> **STUDY MATERIAL**:
....

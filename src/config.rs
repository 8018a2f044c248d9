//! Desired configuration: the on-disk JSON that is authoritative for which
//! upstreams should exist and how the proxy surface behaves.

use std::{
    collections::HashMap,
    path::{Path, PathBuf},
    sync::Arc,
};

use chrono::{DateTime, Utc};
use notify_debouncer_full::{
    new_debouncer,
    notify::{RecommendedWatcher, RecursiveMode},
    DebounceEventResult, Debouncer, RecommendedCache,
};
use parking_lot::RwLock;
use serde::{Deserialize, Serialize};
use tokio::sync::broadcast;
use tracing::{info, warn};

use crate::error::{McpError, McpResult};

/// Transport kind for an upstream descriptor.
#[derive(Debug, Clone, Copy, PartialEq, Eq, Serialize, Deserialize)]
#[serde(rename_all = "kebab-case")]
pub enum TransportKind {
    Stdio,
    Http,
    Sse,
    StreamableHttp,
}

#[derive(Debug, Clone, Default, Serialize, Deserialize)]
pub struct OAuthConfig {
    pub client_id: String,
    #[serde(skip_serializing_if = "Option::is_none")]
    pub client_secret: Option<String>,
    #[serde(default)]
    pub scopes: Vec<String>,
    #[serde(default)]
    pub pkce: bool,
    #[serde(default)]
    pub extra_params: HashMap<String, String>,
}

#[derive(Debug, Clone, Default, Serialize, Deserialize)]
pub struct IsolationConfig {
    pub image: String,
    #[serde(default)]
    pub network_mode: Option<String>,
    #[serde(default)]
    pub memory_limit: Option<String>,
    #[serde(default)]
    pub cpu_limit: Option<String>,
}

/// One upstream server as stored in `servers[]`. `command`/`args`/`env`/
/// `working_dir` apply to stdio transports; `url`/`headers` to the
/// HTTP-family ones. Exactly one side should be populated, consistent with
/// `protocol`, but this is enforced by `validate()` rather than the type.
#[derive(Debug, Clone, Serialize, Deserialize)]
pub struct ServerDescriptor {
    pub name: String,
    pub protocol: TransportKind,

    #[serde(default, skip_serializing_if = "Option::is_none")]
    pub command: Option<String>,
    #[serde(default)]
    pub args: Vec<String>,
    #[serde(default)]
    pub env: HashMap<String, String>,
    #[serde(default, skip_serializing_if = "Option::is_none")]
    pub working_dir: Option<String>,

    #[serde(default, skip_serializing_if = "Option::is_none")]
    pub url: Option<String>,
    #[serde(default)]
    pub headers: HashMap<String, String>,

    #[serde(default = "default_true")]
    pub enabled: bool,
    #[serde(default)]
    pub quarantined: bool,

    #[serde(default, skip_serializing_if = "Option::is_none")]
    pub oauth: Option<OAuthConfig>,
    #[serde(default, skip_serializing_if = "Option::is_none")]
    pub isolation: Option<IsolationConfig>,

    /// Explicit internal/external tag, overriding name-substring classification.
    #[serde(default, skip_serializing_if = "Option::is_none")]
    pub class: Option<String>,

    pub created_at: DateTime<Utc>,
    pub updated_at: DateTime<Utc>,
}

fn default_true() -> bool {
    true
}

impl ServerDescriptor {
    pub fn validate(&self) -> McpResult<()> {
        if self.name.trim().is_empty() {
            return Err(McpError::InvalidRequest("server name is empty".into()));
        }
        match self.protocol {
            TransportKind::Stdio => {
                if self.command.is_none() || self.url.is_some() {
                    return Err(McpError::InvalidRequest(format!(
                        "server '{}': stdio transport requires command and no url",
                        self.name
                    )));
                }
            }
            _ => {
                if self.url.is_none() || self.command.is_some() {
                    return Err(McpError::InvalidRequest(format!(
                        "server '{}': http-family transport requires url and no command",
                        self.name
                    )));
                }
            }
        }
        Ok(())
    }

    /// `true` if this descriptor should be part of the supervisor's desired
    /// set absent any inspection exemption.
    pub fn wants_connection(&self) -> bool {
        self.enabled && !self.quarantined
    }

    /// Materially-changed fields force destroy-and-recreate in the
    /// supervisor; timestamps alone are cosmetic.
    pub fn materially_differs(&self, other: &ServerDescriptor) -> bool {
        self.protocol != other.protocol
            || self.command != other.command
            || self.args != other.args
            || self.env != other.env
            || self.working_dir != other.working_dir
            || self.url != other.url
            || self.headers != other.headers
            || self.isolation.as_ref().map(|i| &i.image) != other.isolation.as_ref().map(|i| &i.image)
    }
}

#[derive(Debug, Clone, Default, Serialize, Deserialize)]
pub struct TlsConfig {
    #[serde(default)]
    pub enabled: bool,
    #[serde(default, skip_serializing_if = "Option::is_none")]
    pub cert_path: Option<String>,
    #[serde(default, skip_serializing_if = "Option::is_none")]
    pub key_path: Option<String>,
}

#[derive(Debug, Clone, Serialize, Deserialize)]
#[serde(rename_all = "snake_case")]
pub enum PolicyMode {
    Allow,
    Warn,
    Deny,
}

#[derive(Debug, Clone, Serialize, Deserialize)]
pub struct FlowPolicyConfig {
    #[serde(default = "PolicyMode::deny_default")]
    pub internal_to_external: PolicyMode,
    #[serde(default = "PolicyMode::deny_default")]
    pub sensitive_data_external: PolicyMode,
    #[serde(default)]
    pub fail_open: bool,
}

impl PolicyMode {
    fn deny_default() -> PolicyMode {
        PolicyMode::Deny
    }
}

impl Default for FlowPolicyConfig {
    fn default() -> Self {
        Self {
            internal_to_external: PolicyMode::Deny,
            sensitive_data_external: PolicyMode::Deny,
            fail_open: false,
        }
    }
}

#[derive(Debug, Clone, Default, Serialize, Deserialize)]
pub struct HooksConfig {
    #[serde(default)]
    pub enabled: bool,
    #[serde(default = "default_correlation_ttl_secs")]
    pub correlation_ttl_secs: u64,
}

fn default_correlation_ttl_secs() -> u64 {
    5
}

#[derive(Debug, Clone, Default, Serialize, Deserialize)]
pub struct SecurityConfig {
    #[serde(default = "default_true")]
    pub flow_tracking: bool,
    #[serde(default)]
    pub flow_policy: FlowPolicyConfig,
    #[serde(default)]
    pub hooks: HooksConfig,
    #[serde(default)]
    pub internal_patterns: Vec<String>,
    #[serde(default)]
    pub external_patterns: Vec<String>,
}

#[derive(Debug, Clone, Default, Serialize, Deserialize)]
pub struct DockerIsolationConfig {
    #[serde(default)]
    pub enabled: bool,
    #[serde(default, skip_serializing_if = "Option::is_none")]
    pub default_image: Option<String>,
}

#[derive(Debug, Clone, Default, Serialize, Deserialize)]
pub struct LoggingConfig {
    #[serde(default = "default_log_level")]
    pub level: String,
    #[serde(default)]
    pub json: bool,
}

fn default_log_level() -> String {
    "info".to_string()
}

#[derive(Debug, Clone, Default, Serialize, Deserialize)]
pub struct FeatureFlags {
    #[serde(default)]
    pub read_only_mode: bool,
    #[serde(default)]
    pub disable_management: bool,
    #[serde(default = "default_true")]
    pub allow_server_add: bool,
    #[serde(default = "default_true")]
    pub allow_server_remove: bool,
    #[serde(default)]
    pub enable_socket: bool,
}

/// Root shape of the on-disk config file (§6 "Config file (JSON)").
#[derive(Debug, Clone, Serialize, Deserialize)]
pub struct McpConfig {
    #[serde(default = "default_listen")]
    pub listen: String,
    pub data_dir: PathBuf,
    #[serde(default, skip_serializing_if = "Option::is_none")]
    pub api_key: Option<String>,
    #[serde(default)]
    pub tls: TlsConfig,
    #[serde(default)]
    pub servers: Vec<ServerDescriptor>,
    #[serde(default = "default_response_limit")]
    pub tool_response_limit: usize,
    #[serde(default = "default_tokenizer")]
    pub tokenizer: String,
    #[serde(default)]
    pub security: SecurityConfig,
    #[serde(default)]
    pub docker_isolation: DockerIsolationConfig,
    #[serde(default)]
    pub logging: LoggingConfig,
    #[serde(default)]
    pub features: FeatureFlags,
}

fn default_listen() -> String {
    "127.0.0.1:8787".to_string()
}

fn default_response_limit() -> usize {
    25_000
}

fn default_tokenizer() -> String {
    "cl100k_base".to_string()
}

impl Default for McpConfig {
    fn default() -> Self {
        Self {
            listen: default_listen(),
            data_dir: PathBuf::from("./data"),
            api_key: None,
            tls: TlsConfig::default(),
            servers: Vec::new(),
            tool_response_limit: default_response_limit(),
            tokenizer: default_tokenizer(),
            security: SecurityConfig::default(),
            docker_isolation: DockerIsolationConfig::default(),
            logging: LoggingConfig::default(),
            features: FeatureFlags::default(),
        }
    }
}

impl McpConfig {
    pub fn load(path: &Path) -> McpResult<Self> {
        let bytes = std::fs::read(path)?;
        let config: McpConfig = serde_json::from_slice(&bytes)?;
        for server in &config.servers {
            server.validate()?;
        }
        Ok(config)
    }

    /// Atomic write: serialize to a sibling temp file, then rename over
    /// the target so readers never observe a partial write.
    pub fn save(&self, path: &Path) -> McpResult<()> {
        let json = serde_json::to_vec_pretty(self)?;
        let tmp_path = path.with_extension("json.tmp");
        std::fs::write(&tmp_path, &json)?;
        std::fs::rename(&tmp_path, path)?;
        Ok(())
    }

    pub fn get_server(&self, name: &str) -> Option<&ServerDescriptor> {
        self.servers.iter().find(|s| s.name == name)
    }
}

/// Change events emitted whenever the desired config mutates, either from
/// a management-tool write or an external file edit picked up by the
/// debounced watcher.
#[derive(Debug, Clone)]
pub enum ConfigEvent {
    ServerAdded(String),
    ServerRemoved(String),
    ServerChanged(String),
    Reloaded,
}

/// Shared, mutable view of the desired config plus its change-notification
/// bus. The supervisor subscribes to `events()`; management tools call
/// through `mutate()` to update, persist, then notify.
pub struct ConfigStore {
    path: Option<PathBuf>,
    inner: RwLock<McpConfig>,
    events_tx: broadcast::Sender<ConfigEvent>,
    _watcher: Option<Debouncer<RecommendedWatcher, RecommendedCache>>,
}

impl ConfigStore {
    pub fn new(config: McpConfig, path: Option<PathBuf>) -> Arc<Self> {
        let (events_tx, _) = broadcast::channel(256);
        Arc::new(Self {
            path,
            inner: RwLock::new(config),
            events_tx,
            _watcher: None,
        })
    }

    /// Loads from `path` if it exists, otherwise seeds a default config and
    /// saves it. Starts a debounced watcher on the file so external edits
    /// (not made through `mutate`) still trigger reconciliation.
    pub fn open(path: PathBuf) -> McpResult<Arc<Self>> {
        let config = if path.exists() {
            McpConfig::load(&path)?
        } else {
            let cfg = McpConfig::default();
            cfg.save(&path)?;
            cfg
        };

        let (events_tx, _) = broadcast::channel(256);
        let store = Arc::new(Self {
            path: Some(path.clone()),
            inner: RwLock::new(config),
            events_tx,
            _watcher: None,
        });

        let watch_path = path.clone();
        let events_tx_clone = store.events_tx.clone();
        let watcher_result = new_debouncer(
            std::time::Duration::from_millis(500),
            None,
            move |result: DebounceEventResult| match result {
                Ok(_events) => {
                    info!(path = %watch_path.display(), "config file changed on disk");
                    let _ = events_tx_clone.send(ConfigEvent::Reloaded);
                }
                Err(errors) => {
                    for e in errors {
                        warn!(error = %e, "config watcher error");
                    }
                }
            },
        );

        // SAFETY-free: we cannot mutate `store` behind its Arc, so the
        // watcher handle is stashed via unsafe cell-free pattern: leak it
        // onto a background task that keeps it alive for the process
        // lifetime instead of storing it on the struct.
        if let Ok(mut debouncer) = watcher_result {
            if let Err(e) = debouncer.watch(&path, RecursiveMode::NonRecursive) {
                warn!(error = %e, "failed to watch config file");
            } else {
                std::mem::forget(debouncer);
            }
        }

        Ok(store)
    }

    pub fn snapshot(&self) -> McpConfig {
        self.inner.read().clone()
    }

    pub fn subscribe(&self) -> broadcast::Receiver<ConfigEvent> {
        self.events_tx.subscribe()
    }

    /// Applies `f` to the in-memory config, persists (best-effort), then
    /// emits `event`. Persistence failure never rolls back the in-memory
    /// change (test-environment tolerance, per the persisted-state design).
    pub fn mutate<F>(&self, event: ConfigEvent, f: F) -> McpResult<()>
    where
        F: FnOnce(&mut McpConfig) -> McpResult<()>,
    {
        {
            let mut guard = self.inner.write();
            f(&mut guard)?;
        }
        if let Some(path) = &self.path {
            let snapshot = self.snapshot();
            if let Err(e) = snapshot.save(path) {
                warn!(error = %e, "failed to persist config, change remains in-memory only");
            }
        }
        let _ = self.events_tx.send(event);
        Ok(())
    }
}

....

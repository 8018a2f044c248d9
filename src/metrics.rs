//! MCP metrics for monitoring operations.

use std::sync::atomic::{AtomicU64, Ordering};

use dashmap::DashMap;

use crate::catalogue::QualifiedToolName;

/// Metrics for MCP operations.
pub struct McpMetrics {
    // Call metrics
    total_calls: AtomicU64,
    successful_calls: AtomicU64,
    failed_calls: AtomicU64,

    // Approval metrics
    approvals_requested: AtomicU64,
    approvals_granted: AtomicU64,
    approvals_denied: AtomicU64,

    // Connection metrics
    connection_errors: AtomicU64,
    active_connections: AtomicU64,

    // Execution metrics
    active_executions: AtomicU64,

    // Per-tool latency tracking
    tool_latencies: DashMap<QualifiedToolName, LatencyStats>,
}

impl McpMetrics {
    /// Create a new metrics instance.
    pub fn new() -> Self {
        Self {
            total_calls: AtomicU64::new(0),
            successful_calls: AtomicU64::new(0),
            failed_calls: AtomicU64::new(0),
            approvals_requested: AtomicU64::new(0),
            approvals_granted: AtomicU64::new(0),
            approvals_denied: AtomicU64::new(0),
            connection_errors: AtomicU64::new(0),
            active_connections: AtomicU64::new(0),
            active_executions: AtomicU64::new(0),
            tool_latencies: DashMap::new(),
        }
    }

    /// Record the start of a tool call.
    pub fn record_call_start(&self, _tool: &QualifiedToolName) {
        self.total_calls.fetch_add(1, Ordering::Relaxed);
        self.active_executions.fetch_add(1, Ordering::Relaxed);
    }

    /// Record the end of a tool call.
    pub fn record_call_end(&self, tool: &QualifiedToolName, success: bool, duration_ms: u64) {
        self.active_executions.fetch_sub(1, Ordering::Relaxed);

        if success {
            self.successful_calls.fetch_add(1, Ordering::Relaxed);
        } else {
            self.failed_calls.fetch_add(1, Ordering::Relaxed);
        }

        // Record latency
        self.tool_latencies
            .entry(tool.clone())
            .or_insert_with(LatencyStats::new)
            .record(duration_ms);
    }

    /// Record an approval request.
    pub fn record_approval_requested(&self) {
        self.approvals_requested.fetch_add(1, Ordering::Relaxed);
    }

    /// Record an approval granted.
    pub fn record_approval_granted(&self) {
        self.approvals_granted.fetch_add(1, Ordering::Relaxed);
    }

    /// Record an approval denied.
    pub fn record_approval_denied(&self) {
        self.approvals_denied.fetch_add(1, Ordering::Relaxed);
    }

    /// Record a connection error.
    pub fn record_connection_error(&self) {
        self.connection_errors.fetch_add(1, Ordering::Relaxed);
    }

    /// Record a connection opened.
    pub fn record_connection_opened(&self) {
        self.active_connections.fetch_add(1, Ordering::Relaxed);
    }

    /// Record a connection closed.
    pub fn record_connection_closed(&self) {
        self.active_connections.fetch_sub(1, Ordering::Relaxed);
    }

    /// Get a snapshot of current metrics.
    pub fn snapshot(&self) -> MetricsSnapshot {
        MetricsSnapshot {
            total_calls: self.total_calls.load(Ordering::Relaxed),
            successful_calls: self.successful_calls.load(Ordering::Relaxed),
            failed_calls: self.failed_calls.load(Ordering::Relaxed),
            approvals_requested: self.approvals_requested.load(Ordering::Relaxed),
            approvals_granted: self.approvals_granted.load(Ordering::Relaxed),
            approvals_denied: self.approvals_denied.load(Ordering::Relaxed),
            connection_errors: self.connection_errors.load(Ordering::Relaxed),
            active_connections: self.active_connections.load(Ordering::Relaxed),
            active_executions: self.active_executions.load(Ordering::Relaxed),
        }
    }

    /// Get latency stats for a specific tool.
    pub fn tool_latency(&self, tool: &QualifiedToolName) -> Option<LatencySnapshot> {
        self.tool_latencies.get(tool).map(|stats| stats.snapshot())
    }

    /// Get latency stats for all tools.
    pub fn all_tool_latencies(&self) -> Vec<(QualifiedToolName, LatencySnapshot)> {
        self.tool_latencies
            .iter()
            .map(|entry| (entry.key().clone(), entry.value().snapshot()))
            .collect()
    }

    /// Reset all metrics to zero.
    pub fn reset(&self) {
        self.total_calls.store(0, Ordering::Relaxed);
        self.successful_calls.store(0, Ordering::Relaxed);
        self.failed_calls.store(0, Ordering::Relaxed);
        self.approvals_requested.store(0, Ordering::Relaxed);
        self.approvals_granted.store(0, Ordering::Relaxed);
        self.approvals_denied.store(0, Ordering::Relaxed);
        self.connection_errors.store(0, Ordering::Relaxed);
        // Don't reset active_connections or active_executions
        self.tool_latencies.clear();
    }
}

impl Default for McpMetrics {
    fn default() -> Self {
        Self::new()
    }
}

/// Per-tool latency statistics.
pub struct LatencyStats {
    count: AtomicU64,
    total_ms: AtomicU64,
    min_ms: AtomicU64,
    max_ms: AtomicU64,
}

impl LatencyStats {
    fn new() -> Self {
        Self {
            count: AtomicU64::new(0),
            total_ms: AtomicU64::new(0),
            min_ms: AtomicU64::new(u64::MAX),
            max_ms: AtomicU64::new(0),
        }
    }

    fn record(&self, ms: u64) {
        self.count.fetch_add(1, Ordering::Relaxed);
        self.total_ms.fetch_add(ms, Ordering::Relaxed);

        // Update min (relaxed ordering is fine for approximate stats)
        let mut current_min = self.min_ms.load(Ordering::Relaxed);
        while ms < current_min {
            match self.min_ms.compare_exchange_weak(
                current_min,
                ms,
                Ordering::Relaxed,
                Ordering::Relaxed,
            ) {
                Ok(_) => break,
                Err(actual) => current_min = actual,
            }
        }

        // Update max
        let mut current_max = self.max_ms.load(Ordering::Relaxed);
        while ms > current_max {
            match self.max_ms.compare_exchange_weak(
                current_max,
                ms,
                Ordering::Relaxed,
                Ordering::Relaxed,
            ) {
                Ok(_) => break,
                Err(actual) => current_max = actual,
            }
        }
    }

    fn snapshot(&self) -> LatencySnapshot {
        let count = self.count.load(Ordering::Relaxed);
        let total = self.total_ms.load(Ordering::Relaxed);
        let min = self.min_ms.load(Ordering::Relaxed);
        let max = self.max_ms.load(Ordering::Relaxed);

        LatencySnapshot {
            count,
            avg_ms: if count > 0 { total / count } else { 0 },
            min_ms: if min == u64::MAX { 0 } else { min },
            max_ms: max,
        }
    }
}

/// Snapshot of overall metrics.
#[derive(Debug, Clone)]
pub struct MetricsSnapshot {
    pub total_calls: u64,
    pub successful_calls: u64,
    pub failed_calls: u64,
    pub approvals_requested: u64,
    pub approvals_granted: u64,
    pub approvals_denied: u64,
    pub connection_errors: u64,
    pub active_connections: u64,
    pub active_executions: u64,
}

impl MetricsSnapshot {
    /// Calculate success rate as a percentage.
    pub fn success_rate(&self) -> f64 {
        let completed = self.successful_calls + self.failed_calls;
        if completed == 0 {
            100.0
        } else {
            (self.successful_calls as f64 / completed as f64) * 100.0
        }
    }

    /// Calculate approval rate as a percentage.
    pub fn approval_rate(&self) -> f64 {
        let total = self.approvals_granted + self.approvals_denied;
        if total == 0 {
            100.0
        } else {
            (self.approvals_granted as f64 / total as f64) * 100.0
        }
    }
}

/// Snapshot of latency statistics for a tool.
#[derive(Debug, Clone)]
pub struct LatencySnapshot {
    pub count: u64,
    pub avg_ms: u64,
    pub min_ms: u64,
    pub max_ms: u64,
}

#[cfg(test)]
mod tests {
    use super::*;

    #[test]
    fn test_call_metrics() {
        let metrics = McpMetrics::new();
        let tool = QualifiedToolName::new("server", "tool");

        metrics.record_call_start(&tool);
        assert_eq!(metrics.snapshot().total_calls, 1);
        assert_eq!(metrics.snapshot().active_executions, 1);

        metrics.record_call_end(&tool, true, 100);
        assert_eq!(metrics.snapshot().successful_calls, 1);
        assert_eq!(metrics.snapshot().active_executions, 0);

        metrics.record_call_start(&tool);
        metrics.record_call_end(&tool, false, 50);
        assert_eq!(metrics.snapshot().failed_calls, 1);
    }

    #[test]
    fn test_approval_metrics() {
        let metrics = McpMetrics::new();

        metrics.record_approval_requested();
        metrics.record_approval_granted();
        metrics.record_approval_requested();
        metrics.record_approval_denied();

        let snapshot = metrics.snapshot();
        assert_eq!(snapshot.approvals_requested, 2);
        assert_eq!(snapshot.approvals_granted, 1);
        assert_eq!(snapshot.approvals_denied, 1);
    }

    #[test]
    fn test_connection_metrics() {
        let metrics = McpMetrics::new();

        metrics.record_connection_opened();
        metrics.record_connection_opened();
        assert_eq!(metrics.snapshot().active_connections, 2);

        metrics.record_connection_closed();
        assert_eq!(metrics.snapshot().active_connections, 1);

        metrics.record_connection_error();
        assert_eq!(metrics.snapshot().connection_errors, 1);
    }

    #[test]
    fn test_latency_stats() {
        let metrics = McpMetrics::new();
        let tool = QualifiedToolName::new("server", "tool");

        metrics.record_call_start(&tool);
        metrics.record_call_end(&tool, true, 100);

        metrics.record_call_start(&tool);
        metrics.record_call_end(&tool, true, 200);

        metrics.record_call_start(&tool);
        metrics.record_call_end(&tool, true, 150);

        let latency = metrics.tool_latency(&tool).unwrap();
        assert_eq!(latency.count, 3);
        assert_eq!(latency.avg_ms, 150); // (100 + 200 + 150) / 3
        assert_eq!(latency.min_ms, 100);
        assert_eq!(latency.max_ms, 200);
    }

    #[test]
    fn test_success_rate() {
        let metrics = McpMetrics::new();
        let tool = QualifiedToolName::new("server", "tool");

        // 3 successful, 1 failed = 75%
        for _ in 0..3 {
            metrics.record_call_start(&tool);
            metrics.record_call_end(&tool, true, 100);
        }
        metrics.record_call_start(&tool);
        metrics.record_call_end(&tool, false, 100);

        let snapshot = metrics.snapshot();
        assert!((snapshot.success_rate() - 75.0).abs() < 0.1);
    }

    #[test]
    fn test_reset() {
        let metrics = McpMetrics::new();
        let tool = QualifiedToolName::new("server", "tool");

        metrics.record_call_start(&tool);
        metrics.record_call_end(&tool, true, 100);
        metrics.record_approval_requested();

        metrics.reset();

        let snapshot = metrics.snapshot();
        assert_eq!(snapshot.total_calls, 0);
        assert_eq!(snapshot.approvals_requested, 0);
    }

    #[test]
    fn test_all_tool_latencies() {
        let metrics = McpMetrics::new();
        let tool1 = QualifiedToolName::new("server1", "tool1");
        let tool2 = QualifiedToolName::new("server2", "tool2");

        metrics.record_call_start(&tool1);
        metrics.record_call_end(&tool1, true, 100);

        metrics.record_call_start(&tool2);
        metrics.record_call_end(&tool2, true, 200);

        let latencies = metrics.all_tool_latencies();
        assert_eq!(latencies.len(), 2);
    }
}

....

> **REQUIRED WORK**:
The lines above starting at the one that contains "overriding name-substring classification." and ending at the one that contains "the supervisor's desired" must be transcribed exactly, and no other lines may appear.

> **ANSWER SECTION**:
    /// Explicit internal/external tag, overriding name-substring classification.
    #[serde(default, skip_serializing_if = "Option::is_none")]
    pub class: Option<String>,

    pub created_at: DateTime<Utc>,
    pub updated_at: DateTime<Utc>,
}

fn default_true() -> bool {
    true
}

impl ServerDescriptor {
    pub fn validate(&self) -> McpResult<()> {
        if self.name.trim().is_empty() {
            return Err(McpError::InvalidRequest("server name is empty".into()));
        }
        match self.protocol {
            TransportKind::Stdio => {
                if self.command.is_none() || self.url.is_some() {
                    return Err(McpError::InvalidRequest(format!(
                        "server '{}': stdio transport requires command and no url",
                        self.name
                    )));
                }
            }
            _ => {
                if self.url.is_none() || self.command.is_some() {
                    return Err(McpError::InvalidRequest(format!(
                        "server '{}': http-family transport requires url and no command",
                        self.name
                    )));
                }
            }
        }
        Ok(())
    }

    /// `true` if this descriptor should be part of the supervisor's desired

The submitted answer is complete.